After 1600, civil war became far more common than inter-state warfare. The government instituted a draft for the entire population during wartime, with a limited number actually serving. Many who did not carry arms instead carried baggage and supplies. Thousands of women supported armies on the move. Administrators expected soldiers to have two weeks' worth of food upon reporting for campaign duty. Logistical difficulties probably limited both the size of armies and their capacity to operate for extended periods. Some Portuguese sources suggested that the king of Kongo fielded armies as large as 70,000 soldiers for a 1665 Battle of Mbwila; it is unlikely that armies larger than 20–30,000 troops could be raised for military campaigns.

Troops were mobilised and reviewed on Saint James' Day, 25 July, when taxes were also collected. Subjects celebrated this day in honour of Saint James and Afonso I, whose miraculous victory over his brother in 1509 was the principal significance of the holiday in the Kongo.

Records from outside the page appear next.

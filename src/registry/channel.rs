use crate::utils::error::ChannelError;

/// A server-to-client push connection.
///
/// Channels are owned by the transport; the registry only keeps weak
/// references, so dropping the last strong reference is enough to make a
/// channel unreachable for broadcasts.
pub trait Channel: Send + Sync {
    /// Identifier used in logs.
    fn id(&self) -> &str;

    /// Queue `payload` for delivery. Must not block on the network.
    fn send(&self, payload: &str) -> Result<(), ChannelError>;
}
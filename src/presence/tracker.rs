//! Presence tracker
//!
//! Turns a raw "user is writing in thread T" signal into a decision: did the
//! broadcastable writer list of T change? Only changes produce a snapshot, so
//! a user re-signalling inside the TTL window costs no broadcast.
//!
//! Expired writers are noticed when the thread is next touched. The optional
//! sweep (`sweep_expired`) lets a background task notice them proactively.

use std::sync::Arc;

use chrono::{DateTime, Duration, Utc};
use tracing::debug;

use crate::presence::clock::{Clock, SystemClock};
use crate::presence::model::{ThreadId, UserRef, WriterListSnapshot};
use crate::presence::store::{PresenceStore, Transition, upsert};

#[derive(Debug)]
pub struct PresenceTracker {
    store: PresenceStore,
    clock: Arc<dyn Clock>,
}

impl PresenceTracker {
    pub fn new(store: PresenceStore, clock: Arc<dyn Clock>) -> Self {
        Self { store, clock }
    }

    /// Tracker on the wall clock with the given writer TTL.
    pub fn with_ttl(ttl: Duration) -> Self {
        Self::new(PresenceStore::new(ttl), Arc::new(SystemClock))
    }

    pub fn store(&self) -> &PresenceStore {
        &self.store
    }

    pub fn now(&self) -> DateTime<Utc> {
        self.clock.now()
    }

    /// Record that `user` is writing in `thread`. Returns the new writer list
    /// if it differs from the last one handed out for this thread.
    pub fn on_writing_signal(
        &self,
        thread: ThreadId,
        user: &UserRef,
    ) -> Option<WriterListSnapshot> {
        let now = self.now();
        let transition = self
            .store
            .transition(thread, now, |entries| upsert(entries, user, now));

        if transition.changed {
            debug!(%thread, user = %user, writers = transition.snapshot.len(), "writer list changed");
            Some(transition.snapshot)
        } else {
            None
        }
    }

    /// Drop `user` from `thread` (reply posted or session ended). Returns the
    /// new writer list if that changed it.
    pub fn on_writing_stopped(
        &self,
        thread: ThreadId,
        user: &UserRef,
    ) -> Option<WriterListSnapshot> {
        let transition = self.store.transition(thread, self.now(), |entries| {
            entries.remove(&user.id);
        });

        if transition.changed {
            debug!(%thread, user = %user, "writer stopped");
            Some(transition.snapshot)
        } else {
            None
        }
    }

    /// The current writer list, as sent to a client that just started
    /// viewing `thread`.
    pub fn snapshot(&self, thread: ThreadId) -> WriterListSnapshot {
        self.store.snapshot(thread, self.now())
    }

    /// Prune `thread` and mark the result as announced. `changed` is set
    /// when the pruned list differs from the one viewers last received.
    pub fn refresh(&self, thread: ThreadId) -> Transition {
        self.store.transition(thread, self.now(), |_| {})
    }

    /// Prune every active thread; returns the threads whose list shrank.
    pub fn sweep_expired(&self) -> Vec<WriterListSnapshot> {
        self.store.sweep(self.now())
    }
}

impl Default for PresenceTracker {
    fn default() -> Self {
        Self::new(PresenceStore::default(), Arc::new(SystemClock))
    }
}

When the Portuguese arrived in Kongo they were immediately added as a mercenary force, probably under their own commander, and used special-purpose weapons, like crossbows and muskets, to add force to the normal Kongo order of battle. Their initial impact was muted; Afonso complained in a letter of 1514 that they had not been very effective in a war he waged against Munza, a Mbundu rebel, the year before. By the 1580s, however, a musketeer corps, which was locally raised from resident Portuguese and their Kongo-mestiço (mixed race) offspring, was a regular part of the main Kongo army in the capital. Provincial armies had some musketeers; for example, they served against the Portuguese invading army in 1622. Three hundred and sixty musketeers served in the Kongo army against the Portuguese at the Battle of Mbwila. Kongolese forces became accustomed to firearms in the 18th century. Primary sources about the battle between regent of King Pedro V and José I in 1781 indicated that José's 30,000 soldiers were armed with "musket and ball." Artillery was used to an extent in the 18th century. According to the historian John Thornton, a Kongolese unit that faced Portuguese forces in 1790 sometimes employed artillery.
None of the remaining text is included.